Dès que des attentions ou cadeaux coûteux sont en jeu, par exemple des séjours en hôtel ou une bouteille de vin onéreuse, et qu’aucune contre-prestation ne semble devoir être fournie, cela devient problématique. Il n’existe pas de montant fixe. La prise d’influence commence lorsque je reçois quelque chose sans raison apparente.
Un médecin qui ne reçoit aucun paiement travaille-t-il mieux et davantage dans l’intérêt des patients?
Chaque patient est différent et il existe une relation de confiance entre le médecin et le patient. Je ne peux donc absolument pas répondre à cette question. Cependant, je crois effectivement qu’une personne qui se sent plus libre sera plus susceptible d’agir exclusivement dans l’intérêt du patient pour la prescription du traitement.

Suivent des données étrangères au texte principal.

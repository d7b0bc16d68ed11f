// Copyright 2026 imdb-reviews contributors
// SPDX-License-Identifier: MIT

//! imdb-reviews CLI library — browser renderer, review collector, and the
//! run entry point behind the `imdb-reviews` binary.
//!
//! This library crate exposes the modules for integration testing.

pub mod app;
pub mod collector;
pub mod config;
pub mod progress;
pub mod renderer;

pub use app::{run, RunReport};
pub use collector::{Collector, CollectorConfig};
pub use config::Settings;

Cela ne signifie pas pour autant qu’un autre médecin n’aura pas cette même attitude.
Les patients atteints d’une maladie chronique sont tout particulièrement dépendants de la relation de confiance avec leur médecin. Les personnes atteintes de SEP doivent-elles maintenant s’inquiéter que leur médecin ne leur prescrive éventuellement pas les meilleurs médicaments?
L’expérience m’a montré que les personnes atteintes de maladies chroniques sont souvent chevronnés, qu’elles ont de vastes connaissances et se transforment vite en experts. Lorsqu’ils remarquent qu’un médicament ne les aide pas ou qu’elles entendent parler d’un autre traitement potentiellement meilleur, elles font des recherches de manière autonome. Grâce à leurs compétences, l’asymétrie de l’information face au médecin n’est pas trop grande. Par contre, le danger est plus grand pour les personnes qui s’y connaissent peu sur le marché de la santé ou qui, dans la soudaineté des événements, n’ont pas le temps de se pencher sur les faits.

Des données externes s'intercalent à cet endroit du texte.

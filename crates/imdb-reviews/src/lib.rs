//! imdb-reviews — movie catalog lookup, fuzzy title resolution, and review
//! extraction from rendered IMDb listing pages.

pub mod catalog;
pub mod extract;
pub mod fuzzy;
pub mod output;
pub mod resolve;
pub mod types;

pub use catalog::Catalog;
pub use extract::{extract_reviews, parse_rating, parse_review_total, ReviewSelectors};
pub use fuzzy::{match_score, search, FuzzyMatch};
pub use output::{output_file_name, output_path, read_reviews, write_reviews};
pub use resolve::resolve;
pub use types::*;
//! Renderer abstraction for browser-based page rendering.
//!
//! Defines the `Renderer` and `RenderContext` traits that abstract over
//! the browser engine (currently Chromium via chromiumoxide), so the
//! collector can run against an in-memory page in tests.

pub mod chromium;

use anyhow::{Context, Result};
use async_trait::async_trait;
use serde::{Deserialize, Serialize};

/// Result of navigating to a URL.
#[derive(Debug, Clone, Serialize, Deserialize)]
pub struct NavigationResult {
    /// The final URL after any redirects.
    pub final_url: String,
    /// Time taken to load the page in milliseconds.
    pub load_time_ms: u64,
}

/// A browser engine that can create rendering contexts.
#[async_trait]
pub trait Renderer: Send + Sync {
    /// Create a new browser context (tab).
    async fn new_context(&self) -> Result<Box<dyn RenderContext>>;
    /// Shut down the browser engine.
    async fn shutdown(&self) -> Result<()>;
    /// Number of currently active contexts.
    fn active_contexts(&self) -> usize;
}

/// A single browser context (tab) for rendering pages.
#[async_trait]
pub trait RenderContext: Send + Sync {
    /// Navigate to a URL with a timeout.
    async fn navigate(&mut self, url: &str, timeout_ms: u64) -> Result<NavigationResult>;
    /// Execute JavaScript in the page context and return the result.
    async fn execute_js(&self, script: &str) -> Result<serde_json::Value>;
    /// Rendered text of the first element matching `selector`, if any.
    async fn read_text(&self, selector: &str) -> Result<Option<String>>;
    /// Number of elements matching `selector`.
    async fn count(&self, selector: &str) -> Result<usize>;
    /// Click the first element matching `selector`.
    ///
    /// Returns `false` when the element is missing or cannot be clicked.
    async fn click(&self, selector: &str) -> bool;
    /// Close this context.
    async fn close(self: Box<Self>) -> Result<()>;

    /// Get the full page HTML.
    async fn get_html(&self) -> Result<String> {
        let value = self
            .execute_js("document.documentElement.outerHTML")
            .await
            .context("failed to get HTML")?;
        match value {
            serde_json::Value::String(html) => Ok(html),
            other => anyhow::bail!("page HTML is not a string: {other}"),
        }
    }
}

Que conseilleriez-vous aux personnes atteintes?
Qu’on soit bien informé ou qu’on ait encore peu d’expérience, faire preuve d’esprit critique est toujours conseillé. Il est d’abord important d’étudier précisément les faits ou de poser des questions au médecin, par exemple sur la provenance d’une information ou sur la fiabilité d’une étude donnée. On peut alors évaluer si le traitement proposé convient véritablement. Il faut en outre toujours demander quelles sont les alternatives. Lorsqu’on fait confiance à son médecin et que ses explications sont convaincantes, il n’est pas nécessaire de tout remettre en question et de chercher l’avis d’autres neurologues. Mais lorsqu’on sent que le médecin n’est pas à l’écoute ou que ses justifications ne sont pas convaincantes ou fiables, il est recommandé de demander une seconde opinion. Lorsqu’on est soi-même touché et qu’on n’a pas la force ou la motivation de se pencher sur ces questions, cela aide de solliciter l’aide des proches. Le partenaire, la mère ou d’autres personnes proches peuvent alors se renseigner ou écouter avec attention.
Que peuvent faire les médecins pour échapper aux influences pernicieuses?

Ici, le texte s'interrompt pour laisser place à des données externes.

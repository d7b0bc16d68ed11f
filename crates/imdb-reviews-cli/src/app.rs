//! One complete run: resolve the query, collect reviews, save them.

use std::future::Future;
use std::path::PathBuf;

use anyhow::{Context, Result};
use imdb_reviews::{output_path, resolve, write_reviews, Catalog, Resolution};
use tracing::{info, warn};

use crate::collector::Collector;
use crate::config::Settings;
use crate::progress::ProgressSender;
use crate::renderer::Renderer;

/// Summary of a successful run.
#[derive(Debug, Clone)]
pub struct RunReport {
    pub resolution: Resolution,
    pub output_path: PathBuf,
    pub review_count: usize,
}

/// Fetch all reviews for `query` and write them to the output directory.
///
/// `launch` is only called once the query resolved, so bad input never
/// starts a browser. The render context is closed and the renderer shut
/// down whether or not collection succeeds; nothing is written on failure.
pub async fn run<F, Fut, R>(
    query: &str,
    catalog: &Catalog,
    launch: F,
    settings: &Settings,
    progress: Option<ProgressSender>,
) -> Result<RunReport>
where
    F: FnOnce() -> Fut,
    Fut: Future<Output = Result<R>>,
    R: Renderer,
{
    let resolution = resolve(query, catalog)?;
    let target = &resolution.target;
    info!(
        "Fetching user reviews for:\n{}",
        serde_json::to_string_pretty(target)?
    );

    let renderer = launch().await?;
    let collector = Collector::new(settings.collector.clone()).with_progress(progress);

    let collected = match renderer.new_context().await {
        Ok(mut ctx) => {
            let collected = collector.collect(ctx.as_mut(), target).await;
            if let Err(e) = ctx.close().await {
                warn!("failed to close render context: {e:#}");
            }
            collected
        }
        Err(e) => Err(e.context("failed to open a browser tab")),
    };
    if let Err(e) = renderer.shutdown().await {
        warn!("failed to shut down renderer: {e:#}");
    }
    let reviews = collected?;

    let path = output_path(&settings.output_dir, &target.id);
    write_reviews(&path, &reviews).context("failed to save reviews")?;
    info!("{} saved", path.display());

    Ok(RunReport {
        review_count: reviews.len(),
        output_path: path,
        resolution,
    })
}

Au quotidien, les médecins sont souvent bombardés d’informations sur lesquelles ils doivent se pencher. Il est en partie prétentieux de vouloir se plonger dans toutes les informations disponibles mais il vaut parfois la peine de se demander: de quoi s’agit-il exactement? D’où vient l’information? Sur quoi la recommandation est-elle basée? En particulier pour un produit standard, il est important que les médecins approfondissent leur étude et ne se laissent pas aveugler, y compris par les statistiques. A cet égard, la collaboration Cochrane peut être utile. C’est l’institution européenne par excellence des chercheurs indépendants. En Suisse, on trouve également «pharmakritik» d’Infomed. Je fais moi aussi confiance à ces plates-formes, car leurs créateurs ne gagnent rien avec les produits répertoriés.
Barbara Züst est infirmière et juriste. En tant que co-directrice de la fondation Organisation suisse des patients OSP, elle s’engage pour les droits des patientes et des patients et pour la qualité dans le domaine de la santé.